Literary Mixtape: ‘Dancer from the Dance’–Malone’s Imaginary Disco Set

Author: William Johnson

January 19, 2012

The folks at Flavorwire have an ingenious recurring column in which they create musical mixtapes for assorted literary characters. Each inspired post is dedicated to one literary character and provides a playlist of music they might have listened to. An exercise like this is catnip for a queer book geek. The column got me thinking, “What music would fill the lives of some of my favorite LGBTQ characters? What music would Myra Breckenridge listen to before teaching an acting class or what song would Celie, from the Color Purple, be humming at her pant’s shop?” 

I knew I had to start with a particular favorite of mine: Andrew Holleran’s classic, hilarious and haunting disco era novel Dancer from the Dance. The novel follows erstwhile romantic Malone on his search for love and meaning amid the debauched 1970s New York City party scene.

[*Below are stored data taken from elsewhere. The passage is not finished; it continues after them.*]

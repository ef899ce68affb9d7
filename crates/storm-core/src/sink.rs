//! Interfaces to the render collaborator
//!
//! The simulation only ever writes through these traits; it never reads
//! render state back.

use crate::error::Result;
use crate::types::{Color, Transform};

/// Receives the ambient light and background produced by the lightning controller
pub trait SceneContext {
    fn set_ambient(&mut self, intensity: f32, background: Color);
}

/// Per-slot instance transforms written by the particle pool
pub trait TransformSink {
    /// Number of slots the buffer holds
    fn slot_count(&self) -> usize;

    /// Overwrite one slot. Writes past `slot_count()` are ignored.
    fn set_transform(&mut self, slot: usize, transform: &Transform);
}

/// The full render collaborator: ambient state, instance transforms and the draw itself
pub trait FrameSink: SceneContext + TransformSink {
    /// Draw the frame with everything written since the last call
    fn present(&mut self) -> Result<()>;
}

Dancer from the Dance , which contains multiple passages describing the euphoria of the early 1970s discos and parties, surprisingly contains very few musical references. The novel provides a vivid sense of time and place, but there are very few passages that describe the actual music of the era.

One disco that is prominently featured in Holleran’s novel, the Twelfth Floor, is based on an early 1970s private club called the 1oth Floor. The website Disco-Disco states:

The 10th Floor crowd was a very glamorous, beautiful and chic white gay crowd, it was the crowd who frequented Fire Island as well as the Flamingo. The club was located on the tenth floor and was a private disco with 400 members, members could bring two guests. Membership was $75. It was a loft space, white, not very large, windows on the front with seating, chairs and sofas, directly across was the dance floor and the DJ booth, it was an intimate space. The elevator often didn’t work so the guests had to walk up 10 flights.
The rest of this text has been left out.